- INPUT:
● ● ● ● ● ● ●
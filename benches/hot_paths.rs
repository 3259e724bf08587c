//! Microbenchmarks for the parse and resolve hot paths.

use criterion::{black_box, criterion_group, criterion_main, Criterion};

use perfhost::backend::sim::SimBackend;
use perfhost::backend::CounterBackend;
use perfhost::metric::parse::parse_metric_name;
use perfhost::metric::resolve::{resolve_requests, CatalogIndex};

fn catalog_names(size: usize) -> Vec<String> {
    (0..size)
        .map(|i| format!("sm__synthetic_counter_{i:04}.sum"))
        .collect()
}

fn build_index(size: usize) -> CatalogIndex {
    let names = catalog_names(size);
    let refs: Vec<&str> = names.iter().map(String::as_str).collect();
    let backend = SimBackend::new().with_chip("sim100", &refs);
    let ctx = backend.open_config_context("sim100").expect("open");
    CatalogIndex::from_context(ctx.as_ref()).expect("index")
}

fn bench_suite(c: &mut Criterion) {
    c.bench_function("parse_metric_name", |b| {
        b.iter(|| parse_metric_name(black_box("sm__cycles_active.sum&+")));
    });

    let index = build_index(4096);
    let requested: Vec<String> = (0..32)
        .map(|i| format!("sm__synthetic_counter_{:04}.sum", i * 100))
        .collect();
    let requested_refs: Vec<&str> = requested.iter().map(String::as_str).collect();

    c.bench_function("resolve_32_of_4096", |b| {
        b.iter(|| {
            resolve_requests(
                black_box("sim100"),
                black_box(&index),
                black_box(&requested_refs),
                false,
            )
            .expect("resolve")
        });
    });

    c.bench_function("catalog_index_build_4096", |b| {
        b.iter(|| build_index(black_box(4096)));
    });
}

criterion_group!(benches, bench_suite);
criterion_main!(benches);
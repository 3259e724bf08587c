//! Per-range metric evaluation over a collected counter data image.

use crate::backend::{CounterBackend, EvalRequest, RollupOp, Submetric};
use crate::error::{BackendCall, Error, Result};
use crate::metric::parse::{parse_metric_name, ParsedMetric};

/// Scalar metric value for one execution range.
#[derive(Debug, Clone, PartialEq)]
pub struct RangeValue {
    /// Hierarchical range name, nested descriptions joined with "/".
    pub range_name: String,
    /// Evaluated scalar.
    pub value: f64,
}

/// Evaluation output for one requested metric: one value per collected
/// range, in collection order.
#[derive(Debug, Clone, PartialEq)]
pub struct MetricResult {
    /// The metric name as requested (modifiers included).
    pub metric_name: String,
    /// Total ranges in the image; always equals `ranges.len()`.
    pub num_ranges: usize,
    /// Per-range values in collection order, never reordered.
    pub ranges: Vec<RangeValue>,
}

/// Evaluates `metric_names` against a filled counter data image.
///
/// Every evaluation request is fixed to rollup SUM and submetric NONE,
/// whatever the metric's declared type. That is correct for plain
/// counters and a known simplification for ratio/percentage/latency
/// metrics, which would need a different rollup.
///
/// Any backend failure aborts the whole evaluation with no partial
/// results; the evaluator context and scratch buffer are released on
/// every exit path.
pub(crate) fn evaluate<B: CounterBackend>(
    backend: &B,
    chip: &str,
    image: &[u8],
    metric_names: &[&str],
) -> Result<Vec<MetricResult>> {
    if image.is_empty() {
        return Err(Error::EmptyCounterData);
    }

    let num_ranges = backend.num_ranges(image).during("num_ranges")?;

    let parsed: Vec<ParsedMetric> = metric_names
        .iter()
        .map(|name| parse_metric_name(name))
        .collect();

    let mut results: Vec<MetricResult> = metric_names
        .iter()
        .map(|name| MetricResult {
            metric_name: name.to_string(),
            num_ranges,
            ranges: Vec::with_capacity(num_ranges),
        })
        .collect();

    let scratch_size = backend
        .evaluator_scratch_size(chip)
        .during("evaluator_scratch_size")?;
    let scratch = vec![0u8; scratch_size];

    let mut evaluator = backend
        .open_evaluator(chip, image, scratch)
        .during("open_evaluator")?;

    // Requests are range-independent, so they are built once up front.
    let mut requests = Vec::with_capacity(parsed.len());
    for metric in &parsed {
        let (metric_type, metric_index) = evaluator
            .metric_type_and_index(&metric.base_name)
            .during("metric_type_and_index")?;
        requests.push(EvalRequest {
            metric_index,
            metric_type,
            rollup: RollupOp::Sum,
            submetric: Submetric::None,
        });
    }

    // The last parsed modifier wins for the whole batch.
    let isolated = parsed.last().map_or(true, |metric| metric.isolated);

    let mut values = vec![0.0f64; requests.len()];
    for range_index in 0..num_ranges {
        let descriptions = backend
            .range_descriptions(image, range_index)
            .during("range_descriptions")?;
        let range_name = descriptions.join("/");

        evaluator
            .evaluate_range(range_index, &requests, isolated, &mut values)
            .during("evaluate_range")?;

        for (result, &value) in results.iter_mut().zip(&values) {
            result.ranges.push(RangeValue {
                range_name: range_name.clone(),
                value,
            });
        }
    }

    Ok(results)
}
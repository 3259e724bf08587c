//! Configuration image and counter data prefix generation.
//!
//! Both artifacts are produced from the same ordered resolved request set;
//! they are mutually compatible only when chip and request order match.
//! Serialization follows the backend's two-phase size-then-fill contract:
//! query the byte length with no destination, allocate exactly that, then
//! query again into the buffer.

use crate::backend::{ConfigContext, DataBuilderContext, RawMetricRequest};
use crate::error::{BackendCall, BackendError, Result};

/// Runs the two-phase serialization against a backend call.
pub(crate) fn fill_two_phase<F>(call: &'static str, mut serialize: F) -> Result<Vec<u8>>
where
    F: FnMut(Option<&mut [u8]>) -> std::result::Result<usize, BackendError>,
{
    let size = serialize(None).during(call)?;
    let mut buf = vec![0u8; size];
    serialize(Some(&mut buf)).during(call)?;
    Ok(buf)
}

/// Drives an open config context through pass-group scheduling and
/// serializes the collection configuration image.
pub(crate) fn build_config_image(
    ctx: &mut dyn ConfigContext,
    requests: &[RawMetricRequest],
) -> Result<Vec<u8>> {
    ctx.begin_pass_group().during("begin_pass_group")?;
    if !requests.is_empty() {
        ctx.add_metrics(requests).during("add_metrics")?;
    }
    ctx.end_pass_group().during("end_pass_group")?;
    ctx.generate().during("generate_config_image")?;

    fill_two_phase("config_image", |buf| ctx.config_image(buf))
}

/// Feeds the resolved requests to a counter-data builder and serializes
/// the storage-schema prefix the collector uses to allocate the image.
pub(crate) fn build_counter_data_prefix(
    builder: &mut dyn DataBuilderContext,
    requests: &[RawMetricRequest],
) -> Result<Vec<u8>> {
    if !requests.is_empty() {
        builder.add_metrics(requests).during("add_metrics")?;
    }

    fill_two_phase("counter_data_prefix", |buf| builder.counter_data_prefix(buf))
}

#[cfg(test)]
mod tests {
    use super::*;
    use crate::backend::sim::SimBackend;
    use crate::backend::CounterBackend;
    use crate::error::Error;

    fn backend() -> SimBackend {
        SimBackend::new().with_chip("sim100", &["sm__cycles_active.sum"])
    }

    fn request() -> RawMetricRequest {
        RawMetricRequest {
            name: "sm__cycles_active.sum".to_string(),
            isolated: true,
            keep_instances: true,
        }
    }

    #[test]
    fn test_config_image_deterministic_across_contexts() {
        let backend = backend();
        let requests = vec![request()];

        let mut first = backend.open_config_context("sim100").expect("open");
        let image_a = build_config_image(first.as_mut(), &requests).expect("build");
        drop(first);

        let mut second = backend.open_config_context("sim100").expect("open");
        let image_b = build_config_image(second.as_mut(), &requests).expect("build");

        assert_eq!(image_a.len(), image_b.len());
        assert_eq!(image_a, image_b);
    }

    #[test]
    fn test_empty_request_set_still_produces_an_image() {
        let backend = backend();
        let mut ctx = backend.open_config_context("sim100").expect("open");
        let image = build_config_image(ctx.as_mut(), &[]).expect("build");
        assert!(!image.is_empty());
    }

    #[test]
    fn test_failure_is_tagged_with_the_call() {
        let backend = backend();
        let mut ctx = backend.open_config_context("sim100").expect("open");
        // Force a protocol violation so add_metrics fails inside the backend.
        ctx.begin_pass_group().expect("begin");

        let err = build_config_image(ctx.as_mut(), &[request()]).unwrap_err();
        match err {
            Error::Backend { call, .. } => assert_eq!(call, "begin_pass_group"),
            other => panic!("unexpected error: {other}"),
        }
    }

    #[test]
    fn test_prefix_differs_from_config_image() {
        let backend = backend();
        let requests = vec![request()];

        let mut ctx = backend.open_config_context("sim100").expect("open");
        let image = build_config_image(ctx.as_mut(), &requests).expect("image");

        let mut builder = backend.open_data_builder("sim100").expect("open");
        let prefix = build_counter_data_prefix(builder.as_mut(), &requests).expect("prefix");

        assert_ne!(image, prefix);
    }
}
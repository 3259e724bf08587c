//! Metric name parsing and catalog resolution.

pub mod parse;
pub mod resolve;
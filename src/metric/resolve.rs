//! Catalog resolution of parsed metric names.
//!
//! The per-chip catalog runs to thousands of entries, so instead of a
//! linear scan per requested name the catalog is read once into a
//! name→index map and reused for every lookup. Duplicate catalog names
//! keep the first index, matching a first-match scan.

use std::collections::HashMap;

use tracing::warn;

use crate::backend::{ConfigContext, RawMetricRequest};
use crate::error::{BackendCall, Error, Result};
use crate::metric::parse::parse_metric_name;

/// One-time name→index view of a chip's raw-metric catalog.
#[derive(Debug)]
pub struct CatalogIndex {
    names: Vec<String>,
    by_name: HashMap<String, usize>,
}

impl CatalogIndex {
    /// Reads the full catalog from an open config context.
    pub fn from_context(ctx: &dyn ConfigContext) -> Result<Self> {
        let num_metrics = ctx.num_metrics().during("num_metrics")?;

        let mut names = Vec::with_capacity(num_metrics);
        let mut by_name = HashMap::with_capacity(num_metrics);
        for index in 0..num_metrics {
            let name = ctx.metric_name(index).during("metric_name")?;
            by_name.entry(name.clone()).or_insert(index);
            names.push(name);
        }

        Ok(Self { names, by_name })
    }

    /// All catalog names, in catalog order.
    pub fn names(&self) -> &[String] {
        &self.names
    }

    /// Catalog index of a base name, if present.
    pub fn lookup(&self, base_name: &str) -> Option<usize> {
        self.by_name.get(base_name).copied()
    }

    pub fn len(&self) -> usize {
        self.names.len()
    }

    pub fn is_empty(&self) -> bool {
        self.names.is_empty()
    }
}

/// Resolves requested metric names into ordered raw-metric requests.
///
/// `keep_instances` is forced to true on every request regardless of the
/// parsed modifier: collection of metrics without instances is broken in
/// the backend, so instance data is always retained.
///
/// Names with no catalog entry are dropped from the result without
/// failing the other names; each drop is logged. With `strict` set, the
/// first unresolved name fails the whole call instead.
pub fn resolve_requests(
    chip: &str,
    index: &CatalogIndex,
    metric_names: &[&str],
    strict: bool,
) -> Result<Vec<RawMetricRequest>> {
    let mut requests = Vec::with_capacity(metric_names.len());

    for &name in metric_names {
        let parsed = parse_metric_name(name);
        match index.lookup(&parsed.base_name) {
            Some(catalog_index) => {
                requests.push(RawMetricRequest {
                    name: index.names[catalog_index].clone(),
                    isolated: parsed.isolated,
                    keep_instances: true,
                });
            }
            None if strict => {
                return Err(Error::UnresolvedMetric {
                    name: name.to_string(),
                    chip: chip.to_string(),
                });
            }
            None => {
                warn!(metric = name, chip, "no catalog entry for metric, dropping");
            }
        }
    }

    Ok(requests)
}
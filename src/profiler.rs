use std::collections::HashMap;
use std::sync::{Arc, Mutex};

use tracing::debug;

use crate::backend::CounterBackend;
use crate::catalog;
use crate::config::Options;
use crate::error::{BackendCall, Result};
use crate::eval::{self, MetricResult};
use crate::image;
use crate::metric::resolve::{resolve_requests, CatalogIndex};

/// A profiling session over one counter backend.
///
/// Construction runs the backend's one-time idempotent initialization;
/// every subsequent operation is a sequence of blocking backend calls
/// whose contexts live only for that call. The session holds no mutable
/// state across calls beyond the per-chip catalog cache.
pub struct Profiler<B> {
    backend: B,
    options: Options,
    catalogs: Mutex<HashMap<String, Arc<CatalogIndex>>>,
}

impl<B: CounterBackend> Profiler<B> {
    /// Creates a session, initializing the backend.
    pub fn new(backend: B, options: Options) -> Result<Self> {
        backend.initialize().during("initialize")?;

        Ok(Self {
            backend,
            options,
            catalogs: Mutex::new(HashMap::new()),
        })
    }

    /// Creates a session with default options.
    pub fn with_defaults(backend: B) -> Result<Self> {
        Self::new(backend, Options::default())
    }

    /// The underlying backend.
    pub fn backend(&self) -> &B {
        &self.backend
    }

    /// Generates the collection configuration image for `metric_names` on
    /// `chip`. Deterministic for the same chip and ordered name list.
    pub fn config_image(&self, chip: &str, metric_names: &[&str]) -> Result<Vec<u8>> {
        let index = self.catalog(chip)?;
        let requests =
            resolve_requests(chip, &index, metric_names, self.options.strict_resolution)?;

        let mut ctx = self
            .backend
            .open_config_context(chip)
            .during("open_config_context")?;
        image::build_config_image(ctx.as_mut(), &requests)
    }

    /// Generates the counter data prefix (storage schema) for the same
    /// resolved request set as [`config_image`](Self::config_image); the
    /// external collector uses it to allocate the counter data image.
    pub fn counter_data_prefix(&self, chip: &str, metric_names: &[&str]) -> Result<Vec<u8>> {
        let index = self.catalog(chip)?;
        let requests =
            resolve_requests(chip, &index, metric_names, self.options.strict_resolution)?;

        let mut builder = self
            .backend
            .open_data_builder(chip)
            .during("open_data_builder")?;
        image::build_counter_data_prefix(builder.as_mut(), &requests)
    }

    /// Evaluates `metric_names` against a filled counter data image,
    /// producing one result per metric with one value per range in
    /// collection order.
    pub fn evaluate(
        &self,
        chip: &str,
        image: &[u8],
        metric_names: &[&str],
    ) -> Result<Vec<MetricResult>> {
        eval::evaluate(&self.backend, chip, image, metric_names)
    }

    /// Lists supported chip identifiers.
    pub fn supported_chips(&self) -> Result<Vec<String>> {
        self.backend.supported_chips().during("supported_chips")
    }

    /// Lists a chip's raw metric names in catalog order, optionally hiding
    /// submetric variants from the listing.
    pub fn raw_metric_names(&self, chip: &str, include_submetrics: bool) -> Result<Vec<String>> {
        let index = self.catalog(chip)?;
        Ok(catalog::raw_metric_names(&index, include_submetrics))
    }

    fn catalog(&self, chip: &str) -> Result<Arc<CatalogIndex>> {
        if !self.options.catalog_cache {
            return Ok(Arc::new(self.build_catalog(chip)?));
        }

        let mut cache = self.catalogs.lock().expect("catalog cache poisoned");
        if let Some(index) = cache.get(chip) {
            return Ok(Arc::clone(index));
        }

        let index = Arc::new(self.build_catalog(chip)?);
        cache.insert(chip.to_string(), Arc::clone(&index));
        Ok(index)
    }

    fn build_catalog(&self, chip: &str) -> Result<CatalogIndex> {
        let ctx = self
            .backend
            .open_config_context(chip)
            .during("open_config_context")?;
        let index = CatalogIndex::from_context(ctx.as_ref())?;

        debug!(chip, metrics = index.len(), "built catalog index");
        Ok(index)
    }
}
//! Per-frame pattern detection.
//!
//! Extraction, matching and robust fitting run once on the frame; when
//! refinement is enabled they run again on the frame warped back into pattern
//! space, and the two homographies are composed.

mod error;
mod params;
mod pipeline;
mod result;

pub use error::{DetectError, PatternError};
pub use params::{DetectorParams, MatchPolicy, PyramidParams};
pub use pipeline::PatternDetector;
pub use result::{DetectionStats, TrackingResult};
● ● ● ● ● ● ●
- PROBLEM STATEMENT: Check the data line by line and report how many lines contain "HashMap" as a word or string, giving nothing besides the number.

- EXPECTED ANSWER: 6